Nothing outside the range is wanted. Repeat exactly the lines below from the one with "pub fn write_command(args: &[&[u8]], out: &mut" through the one with "reader.read_exact(&mut data)?;".

-*-*-

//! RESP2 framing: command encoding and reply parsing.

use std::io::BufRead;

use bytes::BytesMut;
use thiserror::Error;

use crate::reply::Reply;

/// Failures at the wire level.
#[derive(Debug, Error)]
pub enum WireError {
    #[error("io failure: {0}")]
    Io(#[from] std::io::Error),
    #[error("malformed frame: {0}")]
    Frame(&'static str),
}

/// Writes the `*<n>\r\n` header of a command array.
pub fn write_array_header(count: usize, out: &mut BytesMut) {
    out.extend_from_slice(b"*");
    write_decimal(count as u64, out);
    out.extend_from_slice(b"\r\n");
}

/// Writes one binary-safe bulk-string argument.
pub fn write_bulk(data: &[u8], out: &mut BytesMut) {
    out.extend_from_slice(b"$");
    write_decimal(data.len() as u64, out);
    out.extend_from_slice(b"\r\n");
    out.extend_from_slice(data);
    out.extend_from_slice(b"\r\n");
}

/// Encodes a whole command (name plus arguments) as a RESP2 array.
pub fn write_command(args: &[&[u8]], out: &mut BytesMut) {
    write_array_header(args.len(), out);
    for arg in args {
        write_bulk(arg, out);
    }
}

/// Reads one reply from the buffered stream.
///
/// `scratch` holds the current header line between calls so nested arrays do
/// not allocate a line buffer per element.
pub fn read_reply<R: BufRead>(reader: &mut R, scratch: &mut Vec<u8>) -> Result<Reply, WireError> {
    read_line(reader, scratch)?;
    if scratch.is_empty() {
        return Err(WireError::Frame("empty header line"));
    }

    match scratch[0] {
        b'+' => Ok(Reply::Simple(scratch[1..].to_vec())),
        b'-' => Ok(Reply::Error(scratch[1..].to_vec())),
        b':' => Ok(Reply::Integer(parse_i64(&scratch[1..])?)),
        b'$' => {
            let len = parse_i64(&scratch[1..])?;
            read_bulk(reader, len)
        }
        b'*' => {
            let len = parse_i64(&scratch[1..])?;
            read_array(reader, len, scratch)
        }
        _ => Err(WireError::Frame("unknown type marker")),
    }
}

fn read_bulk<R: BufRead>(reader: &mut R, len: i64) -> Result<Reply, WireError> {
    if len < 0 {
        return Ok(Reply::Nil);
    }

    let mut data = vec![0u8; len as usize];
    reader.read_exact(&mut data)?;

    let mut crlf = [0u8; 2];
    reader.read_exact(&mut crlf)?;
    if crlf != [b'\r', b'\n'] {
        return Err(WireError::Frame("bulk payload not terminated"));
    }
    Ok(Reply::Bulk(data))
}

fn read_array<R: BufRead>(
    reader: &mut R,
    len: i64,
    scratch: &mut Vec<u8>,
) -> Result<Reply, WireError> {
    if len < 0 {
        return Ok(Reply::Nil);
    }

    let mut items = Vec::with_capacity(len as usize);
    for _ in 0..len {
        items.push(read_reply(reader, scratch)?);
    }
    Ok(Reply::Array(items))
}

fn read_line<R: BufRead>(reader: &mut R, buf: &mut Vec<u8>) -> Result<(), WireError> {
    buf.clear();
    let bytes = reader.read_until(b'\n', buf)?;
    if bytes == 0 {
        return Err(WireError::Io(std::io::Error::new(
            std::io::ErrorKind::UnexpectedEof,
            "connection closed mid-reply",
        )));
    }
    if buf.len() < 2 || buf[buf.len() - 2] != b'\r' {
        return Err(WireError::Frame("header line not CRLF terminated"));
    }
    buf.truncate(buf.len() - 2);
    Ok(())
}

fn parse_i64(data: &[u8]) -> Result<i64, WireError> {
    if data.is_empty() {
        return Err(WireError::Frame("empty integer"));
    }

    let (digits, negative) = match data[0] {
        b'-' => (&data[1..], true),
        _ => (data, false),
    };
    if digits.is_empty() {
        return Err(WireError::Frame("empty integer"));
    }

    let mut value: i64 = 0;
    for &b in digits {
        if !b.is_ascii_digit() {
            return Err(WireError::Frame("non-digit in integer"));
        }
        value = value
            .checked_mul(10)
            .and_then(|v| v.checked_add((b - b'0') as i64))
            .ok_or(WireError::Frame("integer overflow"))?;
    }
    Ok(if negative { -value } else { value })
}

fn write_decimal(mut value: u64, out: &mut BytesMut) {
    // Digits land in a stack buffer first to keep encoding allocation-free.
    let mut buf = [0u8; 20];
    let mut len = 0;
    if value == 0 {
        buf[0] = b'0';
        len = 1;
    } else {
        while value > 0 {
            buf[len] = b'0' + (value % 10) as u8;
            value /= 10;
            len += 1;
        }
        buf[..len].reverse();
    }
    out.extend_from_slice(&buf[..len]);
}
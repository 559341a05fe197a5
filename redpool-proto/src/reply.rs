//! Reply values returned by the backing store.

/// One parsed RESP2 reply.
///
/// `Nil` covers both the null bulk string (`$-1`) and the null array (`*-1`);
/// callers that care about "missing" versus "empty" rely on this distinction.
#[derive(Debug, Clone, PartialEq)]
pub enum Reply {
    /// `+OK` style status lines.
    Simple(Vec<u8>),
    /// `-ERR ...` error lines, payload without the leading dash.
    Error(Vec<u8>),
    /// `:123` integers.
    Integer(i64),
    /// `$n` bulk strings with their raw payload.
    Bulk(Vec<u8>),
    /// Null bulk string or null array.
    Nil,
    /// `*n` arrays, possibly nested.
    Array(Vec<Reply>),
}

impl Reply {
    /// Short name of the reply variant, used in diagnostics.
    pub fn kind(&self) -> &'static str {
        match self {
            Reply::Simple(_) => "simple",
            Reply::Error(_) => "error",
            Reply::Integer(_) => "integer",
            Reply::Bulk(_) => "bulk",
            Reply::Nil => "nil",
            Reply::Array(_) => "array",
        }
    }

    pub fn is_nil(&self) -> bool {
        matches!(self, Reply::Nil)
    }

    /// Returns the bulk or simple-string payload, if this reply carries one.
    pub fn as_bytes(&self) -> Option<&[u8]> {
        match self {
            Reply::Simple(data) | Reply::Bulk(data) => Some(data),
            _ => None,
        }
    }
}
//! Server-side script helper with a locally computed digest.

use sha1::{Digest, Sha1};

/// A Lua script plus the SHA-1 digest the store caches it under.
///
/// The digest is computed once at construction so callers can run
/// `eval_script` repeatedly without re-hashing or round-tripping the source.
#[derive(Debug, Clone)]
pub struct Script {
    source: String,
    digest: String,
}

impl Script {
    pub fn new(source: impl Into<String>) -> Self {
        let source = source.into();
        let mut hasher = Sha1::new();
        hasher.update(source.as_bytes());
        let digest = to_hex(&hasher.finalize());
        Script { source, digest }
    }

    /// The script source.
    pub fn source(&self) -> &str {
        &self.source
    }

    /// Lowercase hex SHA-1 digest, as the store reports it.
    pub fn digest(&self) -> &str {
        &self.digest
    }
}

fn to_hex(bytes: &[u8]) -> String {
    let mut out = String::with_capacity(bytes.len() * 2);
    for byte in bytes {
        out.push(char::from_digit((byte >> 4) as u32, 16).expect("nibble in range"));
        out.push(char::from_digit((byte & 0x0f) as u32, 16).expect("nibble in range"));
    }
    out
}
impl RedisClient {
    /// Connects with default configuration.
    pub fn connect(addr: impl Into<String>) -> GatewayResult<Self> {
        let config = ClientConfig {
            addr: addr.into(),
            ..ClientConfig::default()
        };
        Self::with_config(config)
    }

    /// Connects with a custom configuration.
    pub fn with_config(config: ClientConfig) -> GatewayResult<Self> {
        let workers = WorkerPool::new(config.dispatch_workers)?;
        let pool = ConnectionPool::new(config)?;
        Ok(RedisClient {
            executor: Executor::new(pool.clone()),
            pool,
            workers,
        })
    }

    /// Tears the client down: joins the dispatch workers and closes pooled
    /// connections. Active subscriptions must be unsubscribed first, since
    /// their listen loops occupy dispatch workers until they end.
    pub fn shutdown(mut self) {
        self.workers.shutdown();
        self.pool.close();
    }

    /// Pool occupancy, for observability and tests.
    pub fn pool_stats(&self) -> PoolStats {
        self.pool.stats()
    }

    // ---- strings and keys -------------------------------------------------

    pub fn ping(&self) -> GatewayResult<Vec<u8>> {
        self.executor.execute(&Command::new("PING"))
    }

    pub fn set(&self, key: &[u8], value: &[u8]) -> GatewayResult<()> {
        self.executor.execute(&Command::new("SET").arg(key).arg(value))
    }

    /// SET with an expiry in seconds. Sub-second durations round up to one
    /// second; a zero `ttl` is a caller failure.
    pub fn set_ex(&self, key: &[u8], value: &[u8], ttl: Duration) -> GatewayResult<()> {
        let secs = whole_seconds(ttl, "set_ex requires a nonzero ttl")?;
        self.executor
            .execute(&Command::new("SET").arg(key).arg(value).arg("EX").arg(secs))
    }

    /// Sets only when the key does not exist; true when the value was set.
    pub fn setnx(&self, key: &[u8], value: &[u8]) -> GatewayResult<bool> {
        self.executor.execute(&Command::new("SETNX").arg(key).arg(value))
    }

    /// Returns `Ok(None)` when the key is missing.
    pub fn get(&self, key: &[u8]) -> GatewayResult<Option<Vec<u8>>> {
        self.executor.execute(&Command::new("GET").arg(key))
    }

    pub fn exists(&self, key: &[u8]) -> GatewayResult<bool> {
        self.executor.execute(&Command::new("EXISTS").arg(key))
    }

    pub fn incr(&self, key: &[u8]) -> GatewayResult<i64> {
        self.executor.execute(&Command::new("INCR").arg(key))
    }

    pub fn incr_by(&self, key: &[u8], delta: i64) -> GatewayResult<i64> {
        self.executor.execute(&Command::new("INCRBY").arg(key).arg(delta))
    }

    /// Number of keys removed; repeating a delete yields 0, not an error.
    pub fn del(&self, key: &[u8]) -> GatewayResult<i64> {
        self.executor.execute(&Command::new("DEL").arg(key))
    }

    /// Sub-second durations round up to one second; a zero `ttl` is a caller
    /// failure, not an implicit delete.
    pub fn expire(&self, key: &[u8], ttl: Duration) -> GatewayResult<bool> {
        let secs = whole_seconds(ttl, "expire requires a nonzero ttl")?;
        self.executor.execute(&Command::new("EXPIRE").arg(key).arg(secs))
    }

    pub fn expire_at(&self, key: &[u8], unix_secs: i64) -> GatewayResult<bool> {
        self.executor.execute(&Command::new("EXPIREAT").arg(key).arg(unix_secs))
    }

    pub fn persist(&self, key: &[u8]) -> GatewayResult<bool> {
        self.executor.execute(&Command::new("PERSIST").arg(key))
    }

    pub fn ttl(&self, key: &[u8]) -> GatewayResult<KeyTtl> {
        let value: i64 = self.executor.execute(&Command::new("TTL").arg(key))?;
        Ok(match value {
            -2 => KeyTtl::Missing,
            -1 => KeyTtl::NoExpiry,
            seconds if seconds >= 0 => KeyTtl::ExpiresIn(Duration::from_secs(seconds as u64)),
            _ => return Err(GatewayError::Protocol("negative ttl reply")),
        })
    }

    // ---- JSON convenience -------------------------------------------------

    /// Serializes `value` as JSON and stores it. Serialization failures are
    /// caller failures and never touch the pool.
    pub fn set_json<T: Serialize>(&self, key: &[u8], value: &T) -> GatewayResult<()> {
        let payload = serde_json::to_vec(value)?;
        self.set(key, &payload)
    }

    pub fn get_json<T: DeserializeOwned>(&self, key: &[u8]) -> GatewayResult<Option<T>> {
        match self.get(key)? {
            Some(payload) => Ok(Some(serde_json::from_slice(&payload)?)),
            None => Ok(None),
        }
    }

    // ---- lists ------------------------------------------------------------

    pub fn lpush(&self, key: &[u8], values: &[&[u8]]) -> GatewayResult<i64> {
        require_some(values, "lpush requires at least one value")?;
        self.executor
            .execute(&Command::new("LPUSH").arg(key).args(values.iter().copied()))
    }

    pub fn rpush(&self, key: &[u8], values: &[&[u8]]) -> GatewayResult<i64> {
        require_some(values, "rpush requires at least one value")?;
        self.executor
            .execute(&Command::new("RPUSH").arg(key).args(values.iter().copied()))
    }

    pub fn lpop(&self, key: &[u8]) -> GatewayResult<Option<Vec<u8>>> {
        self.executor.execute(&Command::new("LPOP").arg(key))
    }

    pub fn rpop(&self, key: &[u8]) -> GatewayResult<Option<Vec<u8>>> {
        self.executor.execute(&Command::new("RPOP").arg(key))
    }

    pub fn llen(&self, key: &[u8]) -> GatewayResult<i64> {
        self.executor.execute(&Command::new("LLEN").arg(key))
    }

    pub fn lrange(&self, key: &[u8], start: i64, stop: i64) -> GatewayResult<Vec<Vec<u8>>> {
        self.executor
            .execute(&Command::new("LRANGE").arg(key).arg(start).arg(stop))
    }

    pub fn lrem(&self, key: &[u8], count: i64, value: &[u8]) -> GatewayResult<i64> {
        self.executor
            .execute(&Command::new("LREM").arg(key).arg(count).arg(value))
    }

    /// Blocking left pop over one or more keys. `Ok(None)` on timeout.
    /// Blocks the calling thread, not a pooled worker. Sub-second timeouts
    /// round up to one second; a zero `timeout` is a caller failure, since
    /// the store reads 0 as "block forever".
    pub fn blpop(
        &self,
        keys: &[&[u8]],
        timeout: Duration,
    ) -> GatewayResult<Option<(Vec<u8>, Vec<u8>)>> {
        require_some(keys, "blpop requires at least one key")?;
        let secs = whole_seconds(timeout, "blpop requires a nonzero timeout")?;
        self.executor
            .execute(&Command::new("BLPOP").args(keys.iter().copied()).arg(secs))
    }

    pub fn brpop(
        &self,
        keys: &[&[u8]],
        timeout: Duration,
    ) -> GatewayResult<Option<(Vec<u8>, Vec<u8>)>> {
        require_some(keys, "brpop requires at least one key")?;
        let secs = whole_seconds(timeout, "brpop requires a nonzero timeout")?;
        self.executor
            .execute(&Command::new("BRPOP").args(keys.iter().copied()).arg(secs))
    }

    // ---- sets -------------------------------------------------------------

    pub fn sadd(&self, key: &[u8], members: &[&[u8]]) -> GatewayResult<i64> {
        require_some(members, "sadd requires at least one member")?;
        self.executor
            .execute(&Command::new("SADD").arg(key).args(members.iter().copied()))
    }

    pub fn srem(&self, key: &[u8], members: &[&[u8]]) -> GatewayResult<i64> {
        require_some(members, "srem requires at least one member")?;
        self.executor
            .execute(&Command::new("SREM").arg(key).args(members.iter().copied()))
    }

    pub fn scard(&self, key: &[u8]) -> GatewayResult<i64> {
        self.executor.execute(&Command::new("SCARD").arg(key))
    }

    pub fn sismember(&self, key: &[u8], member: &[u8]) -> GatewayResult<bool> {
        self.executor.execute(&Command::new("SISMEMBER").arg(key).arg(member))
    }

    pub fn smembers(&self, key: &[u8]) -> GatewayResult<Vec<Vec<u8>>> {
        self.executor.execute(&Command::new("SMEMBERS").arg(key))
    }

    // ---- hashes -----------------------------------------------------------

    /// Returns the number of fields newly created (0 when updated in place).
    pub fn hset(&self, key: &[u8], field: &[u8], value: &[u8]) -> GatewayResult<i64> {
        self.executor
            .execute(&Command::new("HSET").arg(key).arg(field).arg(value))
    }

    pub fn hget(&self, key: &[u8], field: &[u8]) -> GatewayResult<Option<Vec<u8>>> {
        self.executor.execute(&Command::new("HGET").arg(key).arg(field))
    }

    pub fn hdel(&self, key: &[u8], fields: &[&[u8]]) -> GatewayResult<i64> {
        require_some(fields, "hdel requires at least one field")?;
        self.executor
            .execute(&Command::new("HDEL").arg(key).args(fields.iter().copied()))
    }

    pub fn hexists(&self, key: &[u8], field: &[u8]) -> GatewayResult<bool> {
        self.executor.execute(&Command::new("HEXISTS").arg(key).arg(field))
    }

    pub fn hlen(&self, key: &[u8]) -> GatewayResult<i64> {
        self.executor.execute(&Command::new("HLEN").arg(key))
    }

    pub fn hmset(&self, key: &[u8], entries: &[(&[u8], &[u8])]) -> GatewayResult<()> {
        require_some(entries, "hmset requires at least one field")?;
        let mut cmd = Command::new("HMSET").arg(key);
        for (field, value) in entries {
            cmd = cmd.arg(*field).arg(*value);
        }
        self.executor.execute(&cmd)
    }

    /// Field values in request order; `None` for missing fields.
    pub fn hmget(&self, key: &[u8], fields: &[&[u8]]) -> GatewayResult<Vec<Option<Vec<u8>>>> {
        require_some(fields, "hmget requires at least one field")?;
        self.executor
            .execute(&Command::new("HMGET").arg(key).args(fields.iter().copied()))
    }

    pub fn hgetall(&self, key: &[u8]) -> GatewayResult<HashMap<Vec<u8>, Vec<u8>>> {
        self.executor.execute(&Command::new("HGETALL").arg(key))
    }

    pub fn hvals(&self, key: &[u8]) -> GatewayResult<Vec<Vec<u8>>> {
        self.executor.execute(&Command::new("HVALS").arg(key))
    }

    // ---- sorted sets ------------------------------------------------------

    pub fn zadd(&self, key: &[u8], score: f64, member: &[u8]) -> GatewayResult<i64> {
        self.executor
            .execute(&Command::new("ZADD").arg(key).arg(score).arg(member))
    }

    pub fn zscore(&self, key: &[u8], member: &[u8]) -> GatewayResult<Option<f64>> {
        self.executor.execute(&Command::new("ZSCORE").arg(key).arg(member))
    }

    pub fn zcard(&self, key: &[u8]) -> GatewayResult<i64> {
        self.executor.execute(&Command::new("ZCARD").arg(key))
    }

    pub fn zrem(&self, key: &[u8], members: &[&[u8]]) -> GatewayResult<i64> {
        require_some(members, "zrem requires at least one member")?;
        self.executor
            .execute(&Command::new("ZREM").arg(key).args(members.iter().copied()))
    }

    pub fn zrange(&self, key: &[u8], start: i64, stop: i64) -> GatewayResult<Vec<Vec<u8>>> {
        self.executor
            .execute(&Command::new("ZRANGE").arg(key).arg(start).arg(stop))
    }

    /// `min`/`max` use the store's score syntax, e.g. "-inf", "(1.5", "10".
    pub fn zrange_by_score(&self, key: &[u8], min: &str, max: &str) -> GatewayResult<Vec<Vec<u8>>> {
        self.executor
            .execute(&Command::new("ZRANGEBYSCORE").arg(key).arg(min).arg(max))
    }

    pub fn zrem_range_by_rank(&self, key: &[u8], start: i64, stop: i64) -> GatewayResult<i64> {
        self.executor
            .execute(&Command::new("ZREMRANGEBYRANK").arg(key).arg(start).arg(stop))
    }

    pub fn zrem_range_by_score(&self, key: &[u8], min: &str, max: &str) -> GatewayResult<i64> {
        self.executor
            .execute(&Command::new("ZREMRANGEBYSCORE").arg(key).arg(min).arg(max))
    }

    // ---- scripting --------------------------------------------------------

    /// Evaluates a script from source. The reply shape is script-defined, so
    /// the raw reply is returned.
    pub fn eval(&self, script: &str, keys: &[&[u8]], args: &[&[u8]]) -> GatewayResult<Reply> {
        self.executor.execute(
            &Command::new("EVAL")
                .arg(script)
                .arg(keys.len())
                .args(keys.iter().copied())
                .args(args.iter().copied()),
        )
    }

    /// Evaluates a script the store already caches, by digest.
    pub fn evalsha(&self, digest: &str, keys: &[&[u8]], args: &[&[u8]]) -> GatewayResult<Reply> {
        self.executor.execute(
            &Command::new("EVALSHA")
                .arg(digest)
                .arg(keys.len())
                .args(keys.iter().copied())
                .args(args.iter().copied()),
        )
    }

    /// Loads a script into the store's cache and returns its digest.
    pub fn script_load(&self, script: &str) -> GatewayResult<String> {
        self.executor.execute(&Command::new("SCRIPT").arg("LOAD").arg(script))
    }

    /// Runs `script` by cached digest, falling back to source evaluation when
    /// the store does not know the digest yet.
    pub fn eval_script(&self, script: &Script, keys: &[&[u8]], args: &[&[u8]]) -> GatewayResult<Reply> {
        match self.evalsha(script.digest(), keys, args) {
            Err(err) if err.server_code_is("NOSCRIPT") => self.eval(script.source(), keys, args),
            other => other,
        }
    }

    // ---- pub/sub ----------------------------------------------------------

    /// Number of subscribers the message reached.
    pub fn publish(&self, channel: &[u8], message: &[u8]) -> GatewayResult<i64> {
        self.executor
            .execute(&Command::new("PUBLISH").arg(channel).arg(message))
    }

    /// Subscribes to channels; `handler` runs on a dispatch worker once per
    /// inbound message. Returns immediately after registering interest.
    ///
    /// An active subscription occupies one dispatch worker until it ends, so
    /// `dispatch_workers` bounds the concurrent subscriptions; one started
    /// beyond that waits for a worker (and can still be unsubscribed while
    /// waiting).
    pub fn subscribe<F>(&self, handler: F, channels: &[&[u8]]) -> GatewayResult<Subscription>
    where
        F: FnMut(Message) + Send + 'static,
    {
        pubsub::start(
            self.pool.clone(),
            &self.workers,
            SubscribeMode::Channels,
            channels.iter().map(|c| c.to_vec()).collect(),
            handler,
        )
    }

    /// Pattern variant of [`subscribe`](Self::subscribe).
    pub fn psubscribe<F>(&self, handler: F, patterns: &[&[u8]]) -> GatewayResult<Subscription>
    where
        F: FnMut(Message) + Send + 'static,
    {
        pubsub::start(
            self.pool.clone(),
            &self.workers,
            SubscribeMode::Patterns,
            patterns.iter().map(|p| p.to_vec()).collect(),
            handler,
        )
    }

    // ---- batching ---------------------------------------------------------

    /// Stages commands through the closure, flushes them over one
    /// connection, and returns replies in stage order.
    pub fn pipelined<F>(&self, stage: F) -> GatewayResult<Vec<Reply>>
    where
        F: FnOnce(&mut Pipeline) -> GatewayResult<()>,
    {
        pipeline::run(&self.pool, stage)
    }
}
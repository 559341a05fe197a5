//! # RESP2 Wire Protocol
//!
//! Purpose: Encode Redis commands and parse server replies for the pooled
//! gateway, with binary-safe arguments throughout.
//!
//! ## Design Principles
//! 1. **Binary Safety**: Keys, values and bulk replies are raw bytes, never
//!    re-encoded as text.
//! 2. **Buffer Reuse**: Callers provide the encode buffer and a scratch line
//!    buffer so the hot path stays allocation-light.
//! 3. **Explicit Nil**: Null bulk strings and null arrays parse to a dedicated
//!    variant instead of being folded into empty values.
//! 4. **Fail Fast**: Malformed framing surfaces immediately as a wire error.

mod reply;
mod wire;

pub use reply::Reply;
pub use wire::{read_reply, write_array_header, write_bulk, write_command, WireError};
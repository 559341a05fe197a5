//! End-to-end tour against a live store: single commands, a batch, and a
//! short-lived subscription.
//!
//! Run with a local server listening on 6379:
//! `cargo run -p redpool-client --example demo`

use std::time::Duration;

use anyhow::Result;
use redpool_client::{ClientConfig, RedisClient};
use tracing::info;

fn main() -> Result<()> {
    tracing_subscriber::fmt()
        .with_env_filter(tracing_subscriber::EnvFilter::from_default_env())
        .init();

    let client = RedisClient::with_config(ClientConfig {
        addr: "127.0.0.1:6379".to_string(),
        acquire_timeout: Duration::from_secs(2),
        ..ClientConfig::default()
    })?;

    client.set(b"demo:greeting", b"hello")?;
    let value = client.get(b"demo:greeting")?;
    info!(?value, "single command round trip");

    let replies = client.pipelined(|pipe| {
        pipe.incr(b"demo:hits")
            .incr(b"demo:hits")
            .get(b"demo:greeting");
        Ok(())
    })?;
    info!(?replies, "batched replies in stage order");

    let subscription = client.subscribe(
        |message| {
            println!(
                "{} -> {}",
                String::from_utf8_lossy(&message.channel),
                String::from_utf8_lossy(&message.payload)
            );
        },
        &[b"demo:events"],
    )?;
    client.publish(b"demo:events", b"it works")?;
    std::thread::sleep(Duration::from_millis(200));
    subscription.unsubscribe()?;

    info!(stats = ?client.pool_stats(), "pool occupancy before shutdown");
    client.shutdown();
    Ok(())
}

-*-*-

YOUR SOLUTION.
pub fn write_command(args: &[&[u8]], out: &mut BytesMut) {
    write_array_header(args.len(), out);
    for arg in args {
        write_bulk(arg, out);
    }
}

/// Reads one reply from the buffered stream.
///
/// `scratch` holds the current header line between calls so nested arrays do
/// not allocate a line buffer per element.
pub fn read_reply<R: BufRead>(reader: &mut R, scratch: &mut Vec<u8>) -> Result<Reply, WireError> {
    read_line(reader, scratch)?;
    if scratch.is_empty() {
        return Err(WireError::Frame("empty header line"));
    }

    match scratch[0] {
        b'+' => Ok(Reply::Simple(scratch[1..].to_vec())),
        b'-' => Ok(Reply::Error(scratch[1..].to_vec())),
        b':' => Ok(Reply::Integer(parse_i64(&scratch[1..])?)),
        b'$' => {
            let len = parse_i64(&scratch[1..])?;
            read_bulk(reader, len)
        }
        b'*' => {
            let len = parse_i64(&scratch[1..])?;
            read_array(reader, len, scratch)
        }
        _ => Err(WireError::Frame("unknown type marker")),
    }
}

fn read_bulk<R: BufRead>(reader: &mut R, len: i64) -> Result<Reply, WireError> {
    if len < 0 {
        return Ok(Reply::Nil);
    }

    let mut data = vec![0u8; len as usize];
    reader.read_exact(&mut data)?;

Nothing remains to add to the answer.